Our future success may depend on our ability to raise additional funds. No commitments to provide additional funds have as yet been secured by management. Our ability to arrange financing in the future will depend in part upon the prevailing capital market conditions, as well as our business performance. There can be no assurance that we will be successful in our efforts to arrange additional financing on satisfactory terms.
If additional financing is raised subsequent to issuance of our Series A 18% Debenture Units, control of the Company may change and Series A 18% Debenture Units holders may suffer additional dilution. If adequate funds are not available, or are not available on acceptable terms, we may not be able to take advantage of opportunities, or otherwise respond to competitive pressures and remain in business.
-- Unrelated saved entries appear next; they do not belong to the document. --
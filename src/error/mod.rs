//! Error types shared across the crate.
//!
//! Every fallible operation returns [`Result`]. Geometry never fails; it
//! clamps instead, so the variants here cover configuration, panel updates,
//! protocol misuse and the terminal backend.

mod types;

pub use types::{ConfigError, PanelError, Result};
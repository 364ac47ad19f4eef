//! Manager runtime.
//!
//! [`Manager`] holds the panel store, the active key and its history, and the
//! terminal session. It is driven one iteration at a time, either from a
//! dedicated thread fed by channels ([`spawn_queued`]) or from the caller's
//! thread as an iterator of responses ([`sync_manager`]).

mod builder;
mod config;
mod core;
mod dispatch;
mod queued;
mod sync;

pub use self::core::{DISCONNECT_REASON, INTERRUPT_REASON, Manager};
pub use builder::ManagerBuilder;
pub use config::{DEFAULT_HISTORY_LIMIT, DEFAULT_POLL_INTERVAL, ManagerConfig};
pub use dispatch::{CommandHandler, DispatchTable};
pub use queued::{QueuedManager, spawn_queued};
pub use sync::{SyncManager, sync_manager};
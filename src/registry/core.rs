use std::collections::HashMap;
use std::collections::hash_map::Entry;

use crate::error::{PanelError, Result};
use crate::panel::Panel;

/// Keyed collection of panels. Storing under an existing key replaces the
/// previous panel.
#[derive(Default)]
pub struct PanelStore {
    entries: HashMap<String, Box<dyn Panel>>,
}

impl PanelStore {
    pub fn new() -> Self {
        Self::default()
    }

    /// Insert `panel`, returning the panel it replaced.
    pub fn store(&mut self, key: impl Into<String>, panel: Box<dyn Panel>) -> Option<Box<dyn Panel>> {
        match self.entries.entry(key.into()) {
            Entry::Occupied(mut occupied) => Some(occupied.insert(panel)),
            Entry::Vacant(vacant) => {
                vacant.insert(panel);
                None
            }
        }
    }

    pub fn remove(&mut self, key: &str) -> Option<Box<dyn Panel>> {
        self.entries.remove(key)
    }

    pub fn get(&self, key: &str) -> Option<&dyn Panel> {
        self.entries.get(key).map(|panel| panel.as_ref())
    }

    pub fn get_mut(&mut self, key: &str) -> Option<&mut (dyn Panel + 'static)> {
        self.entries.get_mut(key).map(|panel| panel.as_mut())
    }

    /// Like [`PanelStore::get_mut`] but reports a missing key as an error.
    pub fn require_mut(&mut self, key: &str) -> Result<&mut (dyn Panel + 'static)> {
        self.get_mut(key)
            .ok_or_else(|| PanelError::UnknownPanel(key.to_string()))
    }

    pub fn contains(&self, key: &str) -> bool {
        self.entries.contains_key(key)
    }

    /// Stored keys in sorted order.
    pub fn keys(&self) -> Vec<String> {
        let mut keys: Vec<String> = self.entries.keys().cloned().collect();
        keys.sort();
        keys
    }

    pub fn len(&self) -> usize {
        self.entries.len()
    }

    pub fn is_empty(&self) -> bool {
        self.entries.is_empty()
    }
}
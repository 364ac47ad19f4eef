use crossterm::style::Color;

use crate::width::{display_width, truncate};

/// Colors and attributes applied to a run of text.
#[derive(Debug, Clone, Copy, PartialEq, Eq, Default)]
pub struct Style {
    pub fg: Option<Color>,
    pub bg: Option<Color>,
    pub bold: bool,
    pub reverse: bool,
}

impl Style {
    pub const fn plain() -> Self {
        Self {
            fg: None,
            bg: None,
            bold: false,
            reverse: false,
        }
    }

    pub fn fg(mut self, color: Color) -> Self {
        self.fg = Some(color);
        self
    }

    pub fn bg(mut self, color: Color) -> Self {
        self.bg = Some(color);
        self
    }

    pub fn bold(mut self) -> Self {
        self.bold = true;
        self
    }

    pub fn reversed(mut self) -> Self {
        self.reverse = true;
        self
    }

    /// Layer `other` on top of `self`; set fields in `other` win.
    pub fn patch(self, other: Style) -> Self {
        Self {
            fg: other.fg.or(self.fg),
            bg: other.bg.or(self.bg),
            bold: self.bold || other.bold,
            reverse: self.reverse || other.reverse,
        }
    }
}

/// A run of text sharing one style.
#[derive(Debug, Clone, PartialEq, Eq)]
pub struct Span {
    pub text: String,
    pub style: Style,
}

impl Span {
    pub fn new(text: impl Into<String>, style: Style) -> Self {
        Self {
            text: text.into(),
            style,
        }
    }

    pub fn plain(text: impl Into<String>) -> Self {
        Self::new(text, Style::plain())
    }
}

/// One rendered row of a panel's content area.
#[derive(Debug, Clone, PartialEq, Eq, Default)]
pub struct StyledLine {
    pub spans: Vec<Span>,
}

impl StyledLine {
    pub fn new() -> Self {
        Self::default()
    }

    pub fn plain(text: impl Into<String>) -> Self {
        Self {
            spans: vec![Span::plain(text)],
        }
    }

    pub fn styled(text: impl Into<String>, style: Style) -> Self {
        Self {
            spans: vec![Span::new(text, style)],
        }
    }

    /// Blank line `width` cells wide.
    pub fn blank(width: u16, style: Style) -> Self {
        Self::styled(" ".repeat(width as usize), style)
    }

    pub fn push(&mut self, span: Span) {
        self.spans.push(span);
    }

    pub fn with(mut self, span: Span) -> Self {
        self.spans.push(span);
        self
    }

    pub fn width(&self) -> usize {
        self.spans.iter().map(|span| display_width(&span.text)).sum()
    }

    /// Unstyled text of the line, mostly useful in assertions.
    pub fn text(&self) -> String {
        self.spans.iter().map(|span| span.text.as_str()).collect()
    }

    /// Place `text` at column `offset` within a line of `width` cells, padding
    /// with spaces in `base` style on both sides.
    pub fn aligned(text: &str, offset: usize, width: u16, base: Style, style: Style) -> Self {
        let width = width as usize;
        let offset = offset.min(width);
        let body = truncate(text, width - offset);
        let used = offset + display_width(&body);
        let mut line = StyledLine::new();
        if offset > 0 {
            line.push(Span::new(" ".repeat(offset), base));
        }
        if !body.is_empty() {
            line.push(Span::new(body, base.patch(style)));
        }
        if used < width {
            line.push(Span::new(" ".repeat(width - used), base));
        }
        line
    }

    /// Pad with `base` spaces or cut so the line is exactly `width` cells.
    pub fn fit_to(mut self, width: u16, base: Style) -> Self {
        let width = width as usize;
        let mut used = 0usize;
        let mut spans = Vec::with_capacity(self.spans.len() + 1);
        for span in self.spans.drain(..) {
            if used >= width {
                break;
            }
            let text = truncate(&span.text, width - used);
            used += display_width(&text);
            if !text.is_empty() {
                spans.push(Span::new(text, span.style));
            }
        }
        if used < width {
            spans.push(Span::new(" ".repeat(width - used), base));
        }
        self.spans = spans;
        self
    }
}

#[cfg(test)]
mod tests {
    use super::*;

    #[test]
    fn aligned_pads_both_sides() {
        let line = StyledLine::aligned("hi", 3, 8, Style::plain(), Style::plain().bold());
        assert_eq!(line.text(), "   hi   ");
        assert_eq!(line.width(), 8);
        assert!(line.spans[1].style.bold);
    }

    #[test]
    fn fit_to_cuts_across_spans() {
        let line = StyledLine::plain("abc")
            .with(Span::plain("def"))
            .fit_to(4, Style::plain());
        assert_eq!(line.text(), "abcd");

        let short = StyledLine::plain("ab").fit_to(4, Style::plain());
        assert_eq!(short.text(), "ab  ");
    }
}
No public market for the Series A 18% Debenture Units currently exists or will result from this Offering. In addition, the Series A 18% Debenture Units are being offered pursuant to exemptions from registration under federal and applicable state securities laws and therefore will be subject to substantial restrictions on transfer. Accordingly, Series A 18% Debenture Units may be transferred only under appropriate exemptions and only if the transferee provides us with an opinion of counsel that is satisfactory to us to the effect that the proposed transfer complies with appropriate exemptions from the registration requirements of federal and any relevant state securities laws. Consequently, holders of Series A 18% Debenture Units may not be able to liquidate their investment in the event of an emergency or for any other reason, and Series A 18% Debenture Units may not be readily accepted as collateral for a loan. The purchase of Series A 18%
Debenture Units, therefore, should be considered only as a long-term investment.
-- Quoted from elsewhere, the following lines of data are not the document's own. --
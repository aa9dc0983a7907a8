// src/models.rs
use rust_decimal::Decimal;
use serde::Serialize;
use std::fmt;

/// Network name used for the synthetic entry of a wallet that failed as a whole
pub const ERROR_NETWORK: &str = "ERROR";

/// Native token symbol for a network
pub fn token_symbol(network: &str) -> &'static str {
    match network {
        "BSC" => "BNB",
        "Polygon" => "POL",
        _ => "ETH",
    }
}

/// Native balance of one address on one network
#[derive(Debug, Clone, PartialEq, Serialize)]
pub struct Balance {
    pub network: String,
    pub amount: Decimal, // whole tokens, converted from base units
    pub token: String,
}

impl Balance {
    pub fn new(network: &str, amount: Decimal, token: &str) -> Self {
        Self {
            network: network.to_string(),
            amount,
            token: token.to_string(),
        }
    }

    /// Zero balance with the network's native symbol (also used after all RPCs failed)
    pub fn zero(network: &str) -> Self {
        Self::new(network, Decimal::ZERO, token_symbol(network))
    }

    /// Placeholder recorded when resolving a whole wallet failed
    pub fn wallet_error(cause: &str) -> Self {
        Self::new(ERROR_NETWORK, Decimal::ZERO, &format!("Error: {}", cause))
    }
}

impl fmt::Display for Balance {
    fn fmt(&self, f: &mut fmt::Formatter<'_>) -> fmt::Result {
        write!(f, "{}: {:.6} {}", self.network, self.amount, self.token)
    }
}

/// All per-network balances of one address, in configured network order
#[derive(Debug, Clone, Serialize)]
pub struct WalletBalances {
    pub address: String,
    pub balances: Vec<Balance>,
}

impl WalletBalances {
    pub fn new(address: impl Into<String>) -> Self {
        Self {
            address: address.into(),
            balances: Vec::new(),
        }
    }

    pub fn add_balance(&mut self, balance: Balance) {
        self.balances.push(balance);
    }
}

/// Result of one batch run. Wallet order is not guaranteed to match input order.
#[derive(Debug, Default, Serialize)]
pub struct BalanceReport {
    wallets: Vec<WalletBalances>,
}

impl BalanceReport {
    pub fn new() -> Self {
        Self::default()
    }

    pub fn add_wallet(&mut self, wallet: WalletBalances) {
        self.wallets.push(wallet);
    }

    pub fn wallets(&self) -> &[WalletBalances] {
        &self.wallets
    }

    pub fn len(&self) -> usize {
        self.wallets.len()
    }

    pub fn is_empty(&self) -> bool {
        self.wallets.is_empty()
    }

    #[cfg(test)]
    pub fn find(&self, address: &str) -> Option<&WalletBalances> {
        self.wallets.iter().find(|w| w.address == address)
    }
}

#[cfg(test)]
mod tests {
    use super::*;
    use std::str::FromStr;

    #[test]
    fn test_token_symbol_mapping() {
        assert_eq!(token_symbol("BSC"), "BNB");
        assert_eq!(token_symbol("Polygon"), "POL");
        assert_eq!(token_symbol("Ethereum"), "ETH");
        assert_eq!(token_symbol("Arbitrum"), "ETH");
        // exact match only
        assert_eq!(token_symbol("bsc"), "ETH");
    }

    #[test]
    fn test_zero_balance_uses_native_symbol() {
        let b = Balance::zero("Polygon");
        assert_eq!(b.network, "Polygon");
        assert_eq!(b.amount, Decimal::ZERO);
        assert_eq!(b.token, "POL");
    }

    #[test]
    fn test_wallet_error_entry() {
        let b = Balance::wallet_error("task panicked");
        assert_eq!(b.network, ERROR_NETWORK);
        assert!(b.amount.is_zero());
        assert_eq!(b.token, "Error: task panicked");
    }

    #[test]
    fn test_display_rounds_to_six_places() {
        let b = Balance::new("BSC", Decimal::from_str("0.123456789").unwrap(), "BNB");
        assert_eq!(b.to_string(), "BSC: 0.123457 BNB");
    }

    #[test]
    fn test_report_keeps_every_wallet() {
        let mut report = BalanceReport::new();
        assert!(report.is_empty());

        let mut w = WalletBalances::new("0xabc");
        w.add_balance(Balance::zero("Ethereum"));
        report.add_wallet(w);
        report.add_wallet(WalletBalances::new("0xabc"));

        assert_eq!(report.len(), 2);
        assert_eq!(report.find("0xabc").unwrap().balances.len(), 1);
    }
}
Following the consummation of this Offering, the Company’s Managing-Member will continue to control the Company through his ownership of a majority of the outstanding common units of the Company’s equity capital currently issued and outstanding. After completion of the offering, Mr. Lewiston will directly or indirectly control greater than fifty percent (50%) of our issued and outstanding common units. As a result, Mr. Lewiston will be able to elect future Managing-Members, including appointing himself as the sole Managing-Member.